*** Record set Section Begins ***

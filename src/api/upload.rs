//! Uploaded video files and the identifiers that name them.

use anyhow::{anyhow, Context, Result};
use regex::Regex;
use std::fs;
use std::path::{Path, PathBuf};

const IDENTIFIER_PATTERN: &str = r"^[A-Za-z0-9][A-Za-z0-9._-]{0,127}$";

/// Directory of uploaded files, addressed by validated identifiers.
#[derive(Clone, Debug)]
pub struct UploadStore {
    dir: PathBuf,
    identifier: Regex,
}

impl UploadStore {
    pub fn new(dir: impl Into<PathBuf>) -> Result<Self> {
        Ok(Self {
            dir: dir.into(),
            identifier: Regex::new(IDENTIFIER_PATTERN)?,
        })
    }

    pub fn dir(&self) -> &Path {
        &self.dir
    }

    pub fn is_valid_identifier(&self, id: &str) -> bool {
        self.identifier.is_match(id)
    }

    /// Path for an identifier. Does not check that the file exists.
    pub fn resolve(&self, id: &str) -> Result<PathBuf> {
        if !self.is_valid_identifier(id) {
            return Err(anyhow!("invalid upload identifier '{}'", id));
        }
        Ok(self.dir.join(id))
    }

    /// Write `bytes` under `name`, replacing any previous upload of that name.
    pub fn store(&self, name: &str, bytes: &[u8]) -> Result<PathBuf> {
        let path = self.resolve(name)?;
        fs::create_dir_all(&self.dir)
            .with_context(|| format!("create upload dir {}", self.dir.display()))?;
        let partial = self.dir.join(format!(".{}.partial", name));
        fs::write(&partial, bytes)
            .with_context(|| format!("write upload {}", partial.display()))?;
        fs::rename(&partial, &path)
            .with_context(|| format!("move upload into place at {}", path.display()))?;
        Ok(path)
    }
}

*** Record set Section Ends ***

Write each line of the data down again exactly as it reads.

■ Answer to this exercise:
filename src/api/upload.rs
//! Uploaded video files and the identifiers that name them.

use anyhow::{anyhow, Context, Result};
use regex::Regex;
use std::fs;
use std::path::{Path, PathBuf};

const IDENTIFIER_PATTERN: &str = r"^[A-Za-z0-9][A-Za-z0-9._-]{0,127}$";

/// Directory of uploaded files, addressed by validated identifiers.
#[derive(Clone, Debug)]
pub struct UploadStore {
    dir: PathBuf,
    identifier: Regex,
}

impl UploadStore {
    pub fn new(dir: impl Into<PathBuf>) -> Result<Self> {
        Ok(Self {
            dir: dir.into(),
            identifier: Regex::new(IDENTIFIER_PATTERN)?,
        })
    }

    pub fn dir(&self) -> &Path {
        &self.dir
    }

    pub fn is_valid_identifier(&self, id: &str) -> bool {
        self.identifier.is_match(id)
    }

    /// Path for an identifier. Does not check that the file exists.
    pub fn resolve(&self, id: &str) -> Result<PathBuf> {
        if !self.is_valid_identifier(id) {
            return Err(anyhow!("invalid upload identifier '{}'", id));
        }
        Ok(self.dir.join(id))
    }

    /// Write `bytes` under `name`, replacing any previous upload of that name.
    pub fn store(&self, name: &str, bytes: &[u8]) -> Result<PathBuf> {
        let path = self.resolve(name)?;
        fs::create_dir_all(&self.dir)
            .with_context(|| format!("create upload dir {}", self.dir.display()))?;
        let partial = self.dir.join(format!(".{}.partial", name));
        fs::write(&partial, bytes)
            .with_context(|| format!("write upload {}", partial.display()))?;
        fs::rename(&partial, &path)
            .with_context(|| format!("move upload into place at {}", path.display()))?;
        Ok(path)
    }
}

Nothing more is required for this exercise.